Regardless of the housing shape, oscillatory engines include a number of types depending on the drive mechanisms used to control the oscillatory motion of the rotors. The principle types of mechanism used for controlling this motion include ratchet stops, camming arrangements, elliptical gear arrangements or crank and planet gear arrangements.
Thus a type of ratchet mechanism is first disclosed in U.S. Pat. No. 1,003,80 issued to Rodigin in 1911 and in a number of more recent patents e.g. U.S. Pat. No. 4,279,577 issued to Appleton Jul. 21, 1981, U.S. Pat. No. 5,400,754 issued to Blanco Palacios et al. Mar. 28, 1995.
A variety of camming arrangements, first introduced by Tschudi in 1927, is more recently disclosed in a number of patents e.g. U.S. Pat. No. 4,035,111 issued to Cronnen in July 1977, U.S. Pat. No. 4,390,327 issued to Picavet on Jun. 23, 1983, U.S. Pat. No. 5,484,272 issued to Horn on Jan. 16, 1996.

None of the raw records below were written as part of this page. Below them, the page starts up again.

//! Mapping of loosely-typed API records onto [`StockRecord`].
//!
//! Field lookups follow JavaScript truthiness: `null`, `false`, `0`, `NaN`,
//! `""` and missing keys all count as absent. A legitimate zero is therefore
//! indistinguishable from a missing field and falls through to the default.

use serde::{Deserialize, Serialize};
use serde_json::{Map, Value};

use crate::{MovingAverage, StockRecord};

/// Untyped record as received from the API. Any field may be missing or of
/// an unexpected type.
#[derive(Debug, Clone, Default, PartialEq, Serialize, Deserialize)]
#[serde(transparent)]
pub struct RawStockRecord(Map<String, Value>);

impl RawStockRecord {
    pub fn new() -> Self {
        Self::default()
    }

    /// Wrap a JSON value. Non-object values become an empty record.
    pub fn from_value(value: Value) -> Self {
        match value {
            Value::Object(map) => Self(map),
            _ => Self::default(),
        }
    }

    pub fn with(mut self, key: impl Into<String>, value: impl Into<Value>) -> Self {
        self.0.insert(key.into(), value.into());
        self
    }

    pub fn get(&self, key: &str) -> Option<&Value> {
        self.0.get(key)
    }

    fn truthy(&self, key: &str) -> Option<&Value> {
        self.get(key).filter(|value| is_truthy(value))
    }

    fn number(&self, key: &str) -> Option<f64> {
        let value = match self.truthy(key)? {
            Value::Number(number) => number.as_f64()?,
            Value::String(text) => text.trim().parse::<f64>().ok()?,
            _ => return None,
        };
        (value.is_finite() && value != 0.0).then_some(value)
    }

    fn text(&self, key: &str) -> Option<&str> {
        match self.truthy(key)? {
            Value::String(text) => Some(text.as_str()),
            _ => None,
        }
    }

    fn integer(&self, key: &str) -> Option<i64> {
        match self.truthy(key)? {
            Value::Number(number) => number
                .as_i64()
                .or_else(|| number.as_f64().map(|value| value.trunc() as i64)),
            Value::String(text) => text.trim().parse::<i64>().ok(),
            _ => None,
        }
    }
}

impl From<Map<String, Value>> for RawStockRecord {
    fn from(value: Map<String, Value>) -> Self {
        Self(value)
    }
}

fn is_truthy(value: &Value) -> bool {
    match value {
        Value::Null => false,
        Value::Bool(flag) => *flag,
        Value::Number(number) => number.as_f64().is_some_and(|v| v != 0.0 && !v.is_nan()),
        Value::String(text) => !text.is_empty(),
        Value::Array(_) | Value::Object(_) => true,
    }
}

fn non_negative(value: Option<f64>) -> f64 {
    value.filter(|v| *v >= 0.0).unwrap_or(0.0)
}

/// Normalize a raw record without moving-average fields.
pub fn normalize(raw: &RawStockRecord, fallback_symbol: &str) -> StockRecord {
    Normalizer::new(fallback_symbol).normalize(raw)
}

/// Record normalizer bound to the symbol currently being queried.
#[derive(Debug, Clone, PartialEq, Eq)]
pub struct Normalizer {
    fallback_symbol: String,
    moving_averages: bool,
}

impl Normalizer {
    pub fn new(fallback_symbol: impl Into<String>) -> Self {
        Self {
            fallback_symbol: fallback_symbol.into(),
            moving_averages: false,
        }
    }

    /// When enabled, `sma5`/`sma20`/`sma40` default to `0` instead of being
    /// left absent.
    pub fn with_moving_averages(mut self, enabled: bool) -> Self {
        self.moving_averages = enabled;
        self
    }

    pub fn fallback_symbol(&self) -> &str {
        &self.fallback_symbol
    }

    pub fn normalize(&self, raw: &RawStockRecord) -> StockRecord {
        let close = raw.number("close");
        let price = |key: &str| raw.number(key).or(close).unwrap_or(0.0);
        let average = |average: MovingAverage| {
            self.moving_averages
                .then(|| raw.number(average.field()).unwrap_or(0.0))
        };

        StockRecord {
            id: raw.integer("id").unwrap_or(0),
            symbol: raw
                .text("symbol")
                .map_or_else(|| self.fallback_symbol.clone(), str::to_owned),
            date: raw.text("date").map(str::to_owned).unwrap_or_default(),
            open: price("open"),
            high: price("high"),
            low: price("low"),
            close: close.unwrap_or(0.0),
            volume: non_negative(raw.number("volume")).trunc() as u64,
            dividends: non_negative(raw.number("dividends")),
            stock_splits: non_negative(raw.number("stockSplits")),
            sma5: average(MovingAverage::Sma5),
            sma20: average(MovingAverage::Sma20),
            sma40: average(MovingAverage::Sma40),
        }
    }

    pub fn normalize_all(&self, raw: &[RawStockRecord]) -> Vec<StockRecord> {
        raw.iter().map(|record| self.normalize(record)).collect()
    }
}

#[cfg(test)]
mod tests {
    use serde_json::json;

    use super::*;

    #[test]
    fn falsy_values_count_as_missing() {
        let raw = RawStockRecord::new()
            .with("close", 10.0)
            .with("open", 0)
            .with("high", Value::Null)
            .with("low", "")
            .with("symbol", "");
        let record = normalize(&raw, "MSFT");

        assert_eq!(record.open, 10.0);
        assert_eq!(record.high, 10.0);
        assert_eq!(record.low, 10.0);
        assert_eq!(record.symbol, "MSFT");
    }

    #[test]
    fn numeric_strings_are_accepted() {
        let raw = RawStockRecord::from_value(json!({
            "id": "42",
            "close": "151.90",
            "volume": "1200000",
        }));
        let record = normalize(&raw, "AAPL");

        assert_eq!(record.id, 42);
        assert_eq!(record.close, 151.9);
        assert_eq!(record.volume, 1_200_000);
    }

    #[test]
    fn unrepresentable_values_fall_back_to_zero() {
        let raw = RawStockRecord::from_value(json!({
            "volume": -5,
            "dividends": -0.1,
            "stockSplits": "n/a",
        }));
        let record = normalize(&raw, "AAPL");

        assert_eq!(record.volume, 0);
        assert_eq!(record.dividends, 0.0);
        assert_eq!(record.stock_splits, 0.0);
    }

    #[test]
    fn moving_averages_default_to_zero_only_when_expected() {
        let raw = RawStockRecord::from_value(json!({ "close": 5.0, "sma5": 4.5 }));

        let plain = normalize(&raw, "AAPL");
        assert_eq!(plain.sma5, None);
        assert_eq!(plain.sma20, None);

        let with_sma = Normalizer::new("AAPL")
            .with_moving_averages(true)
            .normalize(&raw);
        assert_eq!(with_sma.sma5, Some(4.5));
        assert_eq!(with_sma.sma20, Some(0.0));
        assert_eq!(with_sma.sma40, Some(0.0));
    }

    #[test]
    fn non_object_values_normalize_to_defaults() {
        let raw = RawStockRecord::from_value(json!([1, 2, 3]));
        let record = normalize(&raw, "AAPL");
        assert_eq!(record.symbol, "AAPL");
        assert_eq!(record.date, "");
        assert_eq!(record.close, 0.0);
    }
}
// CLI module
// Command-line interface and argument parsing

mod args;

pub use args::{CliArgs, StrategyType};

use clap::Parser;

/// Parse command-line arguments using clap
///
/// If parsing fails (invalid arguments, missing input, or --help), clap prints
/// an error or help text and exits the process.
pub fn parse_args() -> CliArgs {
    CliArgs::parse()
}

A number of inventors have devoted their efforts to creating a drive mechanism for the oscillatory rotating engine based on the use of elliptical gears. Some of them are Way U.S. Pat. No. 3,112,062 of 1960, Sabet U.S. Pat. No. 3,203,405 of 1965, Groger U.S. Pat. No. 3,430,573 of 1966, Boes U.S. Pat. No. 3,873,247, Minka U.S. Pat. No. 4,010,716 of 1977, Seybold U.S. Pat. No. 4,057,374 of 1977, Sakita U.S. Pat. No. 5,133,317 of 1992 and Lopez U.S. Pat. No. 5,844,708 of 1998.
The main objection with the prior art drive/phasing mechanism designs as outlined above is that they employ arrangements that lack inherent robustness. In explosive engines of the rotary type it is the universal experience that it is difficult or impossible to so construct and arrange ratchets, cams or elliptical gears as to enable them to withstand the excessive shocks to which they are subjected by the sudden impulses imparted to the mechanism by the explosive character of the motive power. The shock loads in all of these arrangements are limiting their operation to slower speeds and shorter life and therefore they have not gained any wide acceptance.
The type of oscillatory rotating engine employing a drive mechanism based on the use of cranks and planet gears, is frequently referred to as the Kauertz engine after the inventor of one of its early embodiments; see U.S. Pat. No 3,144,007 of 1960. More recent examples of prior art include U.S. Pat. No. 3,937,187 issued to Bergen on Feb. 10, 1976, U.S. Pat. No. 4,068,985 issued to Baer on Jan 17, 1978, U.S. Pat. No. 4,072,447 issued to Gaspar on Feb. 07, 1978 and a number of U.S. patents issued to Wintry U.S. Pat. No. 5,433,179 on Jul. 18, 1995, U.S. Pat. No. 5,622,149 on Apr. 22, 1997, U.S. Pat. No. 5,686,269 on Nov. 11, 1997.
This type of drive is inherently more robust as it is based on the use of the crank technology that has been well proven and perfected over the decades of piston engine development. Wider acceptance and significant commercial use of this arrangement has however been prevented by a number of problems unresolved in prior art.
Despite its inherently more robust nature, this arrangement is also subject to heavy loadings of the drive mechanism packed into a limited space along with large variations of loads, a condition which is compounded by the limited space available on the single side of the engine housing where the mechanism has traditionally been located. Such loads have a particularly negative effect where they impact the meshed teeth of the planet pinions and single sun gear, e.g. as shown in Wittry U.S. Pat. Nos. 5,433,179, and 5,622,149. This leads to excessive strength requirements imposed on individual drive components, resultant output power constraints and difficulties in achieving mass production. The above drawbacks become particularly critical in trying to implement the Diesel cycle with its associated higher efficiency but much higher peak pressures and corresponding forces impacting the drive mechanism. Most prior art oscillatory engines are open to objections of this type.